• [Exercise requirements]: Search each line below for "EnvFilter", then return the lines where it appears.

=== Data to use ===

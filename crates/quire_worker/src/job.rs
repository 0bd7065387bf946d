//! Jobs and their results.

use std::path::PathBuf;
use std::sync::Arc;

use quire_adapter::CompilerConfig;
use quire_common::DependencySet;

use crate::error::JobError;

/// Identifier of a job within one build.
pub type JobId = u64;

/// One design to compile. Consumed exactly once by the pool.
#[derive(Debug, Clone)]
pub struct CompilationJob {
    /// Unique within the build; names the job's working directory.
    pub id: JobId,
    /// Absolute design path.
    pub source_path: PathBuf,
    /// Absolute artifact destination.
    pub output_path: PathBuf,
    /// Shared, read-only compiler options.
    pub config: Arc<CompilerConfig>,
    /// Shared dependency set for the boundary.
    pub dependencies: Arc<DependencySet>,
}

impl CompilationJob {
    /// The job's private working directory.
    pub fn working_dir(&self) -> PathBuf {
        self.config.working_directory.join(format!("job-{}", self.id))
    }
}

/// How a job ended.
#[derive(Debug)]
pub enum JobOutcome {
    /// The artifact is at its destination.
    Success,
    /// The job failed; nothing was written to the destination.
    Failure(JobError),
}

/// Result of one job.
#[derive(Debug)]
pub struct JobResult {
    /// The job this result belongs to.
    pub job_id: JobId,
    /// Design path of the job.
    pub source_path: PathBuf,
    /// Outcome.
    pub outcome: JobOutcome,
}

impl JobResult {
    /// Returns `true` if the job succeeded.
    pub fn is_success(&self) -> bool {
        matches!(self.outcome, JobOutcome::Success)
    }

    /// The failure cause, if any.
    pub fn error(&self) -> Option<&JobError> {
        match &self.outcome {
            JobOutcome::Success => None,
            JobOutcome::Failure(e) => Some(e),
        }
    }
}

===
=== Data to use ===

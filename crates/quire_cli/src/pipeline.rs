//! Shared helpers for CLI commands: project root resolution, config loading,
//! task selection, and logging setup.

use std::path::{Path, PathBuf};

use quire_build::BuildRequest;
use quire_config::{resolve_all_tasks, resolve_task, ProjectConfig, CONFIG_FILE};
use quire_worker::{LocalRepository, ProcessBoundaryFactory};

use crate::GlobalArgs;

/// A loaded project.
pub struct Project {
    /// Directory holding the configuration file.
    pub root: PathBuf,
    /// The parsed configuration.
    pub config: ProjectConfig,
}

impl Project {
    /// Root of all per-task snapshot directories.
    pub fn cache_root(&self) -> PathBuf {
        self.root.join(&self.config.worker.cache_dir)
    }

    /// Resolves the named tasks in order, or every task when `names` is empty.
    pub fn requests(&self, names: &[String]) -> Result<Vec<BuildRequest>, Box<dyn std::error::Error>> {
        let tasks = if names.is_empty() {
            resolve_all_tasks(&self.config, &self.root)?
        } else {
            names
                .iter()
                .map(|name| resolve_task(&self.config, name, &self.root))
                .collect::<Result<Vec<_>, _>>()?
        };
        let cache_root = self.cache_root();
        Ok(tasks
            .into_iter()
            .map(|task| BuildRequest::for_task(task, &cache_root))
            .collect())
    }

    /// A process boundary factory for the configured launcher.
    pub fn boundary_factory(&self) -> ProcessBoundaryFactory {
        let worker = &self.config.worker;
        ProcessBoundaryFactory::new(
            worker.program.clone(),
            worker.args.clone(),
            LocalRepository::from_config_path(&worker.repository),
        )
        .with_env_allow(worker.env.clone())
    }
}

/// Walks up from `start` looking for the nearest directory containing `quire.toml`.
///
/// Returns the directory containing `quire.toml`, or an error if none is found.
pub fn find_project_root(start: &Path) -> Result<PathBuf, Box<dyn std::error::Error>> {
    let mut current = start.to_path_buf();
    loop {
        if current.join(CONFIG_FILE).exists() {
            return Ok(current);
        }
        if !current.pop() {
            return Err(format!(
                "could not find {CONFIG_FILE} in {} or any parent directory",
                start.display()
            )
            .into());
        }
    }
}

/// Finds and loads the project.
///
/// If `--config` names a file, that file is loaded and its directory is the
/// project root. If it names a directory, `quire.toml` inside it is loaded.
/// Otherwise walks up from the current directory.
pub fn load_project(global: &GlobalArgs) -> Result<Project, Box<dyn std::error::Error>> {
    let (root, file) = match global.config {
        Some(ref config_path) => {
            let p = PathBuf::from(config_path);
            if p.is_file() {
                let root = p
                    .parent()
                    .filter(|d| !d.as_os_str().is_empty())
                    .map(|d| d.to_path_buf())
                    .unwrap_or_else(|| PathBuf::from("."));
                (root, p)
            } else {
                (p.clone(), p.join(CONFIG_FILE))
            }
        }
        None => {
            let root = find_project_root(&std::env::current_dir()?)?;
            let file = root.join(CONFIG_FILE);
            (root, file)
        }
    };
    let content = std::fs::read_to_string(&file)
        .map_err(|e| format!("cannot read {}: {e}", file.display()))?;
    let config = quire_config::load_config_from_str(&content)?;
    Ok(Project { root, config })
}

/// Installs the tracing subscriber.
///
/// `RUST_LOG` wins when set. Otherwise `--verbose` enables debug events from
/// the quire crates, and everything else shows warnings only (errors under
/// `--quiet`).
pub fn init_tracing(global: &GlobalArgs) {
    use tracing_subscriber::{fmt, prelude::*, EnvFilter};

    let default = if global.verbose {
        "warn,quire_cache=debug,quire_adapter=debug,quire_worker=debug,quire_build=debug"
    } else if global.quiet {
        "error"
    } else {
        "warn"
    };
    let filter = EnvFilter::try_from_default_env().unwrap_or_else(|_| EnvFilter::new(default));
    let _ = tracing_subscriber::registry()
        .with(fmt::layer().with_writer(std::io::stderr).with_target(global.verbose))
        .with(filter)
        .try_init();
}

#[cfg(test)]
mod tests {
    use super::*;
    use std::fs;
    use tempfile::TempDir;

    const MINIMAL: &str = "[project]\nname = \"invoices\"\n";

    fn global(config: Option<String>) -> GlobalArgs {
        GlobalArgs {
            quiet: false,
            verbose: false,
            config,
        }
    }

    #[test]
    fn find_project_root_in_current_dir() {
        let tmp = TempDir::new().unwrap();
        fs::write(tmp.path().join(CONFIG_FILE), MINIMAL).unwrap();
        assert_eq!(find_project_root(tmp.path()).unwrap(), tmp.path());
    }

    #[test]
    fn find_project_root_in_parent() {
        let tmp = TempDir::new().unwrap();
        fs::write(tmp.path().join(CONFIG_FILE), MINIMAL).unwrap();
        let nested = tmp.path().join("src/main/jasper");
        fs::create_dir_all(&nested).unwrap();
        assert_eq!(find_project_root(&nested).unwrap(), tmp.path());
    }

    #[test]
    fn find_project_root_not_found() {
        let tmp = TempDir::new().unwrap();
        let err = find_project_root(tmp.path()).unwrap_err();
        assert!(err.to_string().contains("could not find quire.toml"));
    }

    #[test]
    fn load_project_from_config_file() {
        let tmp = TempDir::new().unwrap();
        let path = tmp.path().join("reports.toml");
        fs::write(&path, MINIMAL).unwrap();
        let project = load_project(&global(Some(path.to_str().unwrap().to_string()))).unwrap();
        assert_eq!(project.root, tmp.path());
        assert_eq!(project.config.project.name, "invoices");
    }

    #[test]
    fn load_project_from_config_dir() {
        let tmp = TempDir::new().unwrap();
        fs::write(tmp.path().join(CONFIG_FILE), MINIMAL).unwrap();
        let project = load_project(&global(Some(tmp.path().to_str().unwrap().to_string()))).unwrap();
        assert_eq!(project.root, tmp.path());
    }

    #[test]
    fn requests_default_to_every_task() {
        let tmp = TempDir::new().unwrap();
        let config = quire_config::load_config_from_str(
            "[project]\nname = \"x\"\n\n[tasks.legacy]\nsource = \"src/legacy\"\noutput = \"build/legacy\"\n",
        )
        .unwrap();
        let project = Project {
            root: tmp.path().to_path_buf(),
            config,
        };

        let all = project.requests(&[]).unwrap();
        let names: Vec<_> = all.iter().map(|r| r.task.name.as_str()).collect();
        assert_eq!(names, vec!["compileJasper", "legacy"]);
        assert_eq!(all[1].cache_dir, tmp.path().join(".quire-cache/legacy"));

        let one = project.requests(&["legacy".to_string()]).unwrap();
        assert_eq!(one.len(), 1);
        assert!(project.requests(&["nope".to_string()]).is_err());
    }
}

===

• [Solution to this task]:
    use tracing_subscriber::{fmt, prelude::*, EnvFilter};
    let filter = EnvFilter::try_from_default_env().unwrap_or_else(|_| EnvFilter::new(default));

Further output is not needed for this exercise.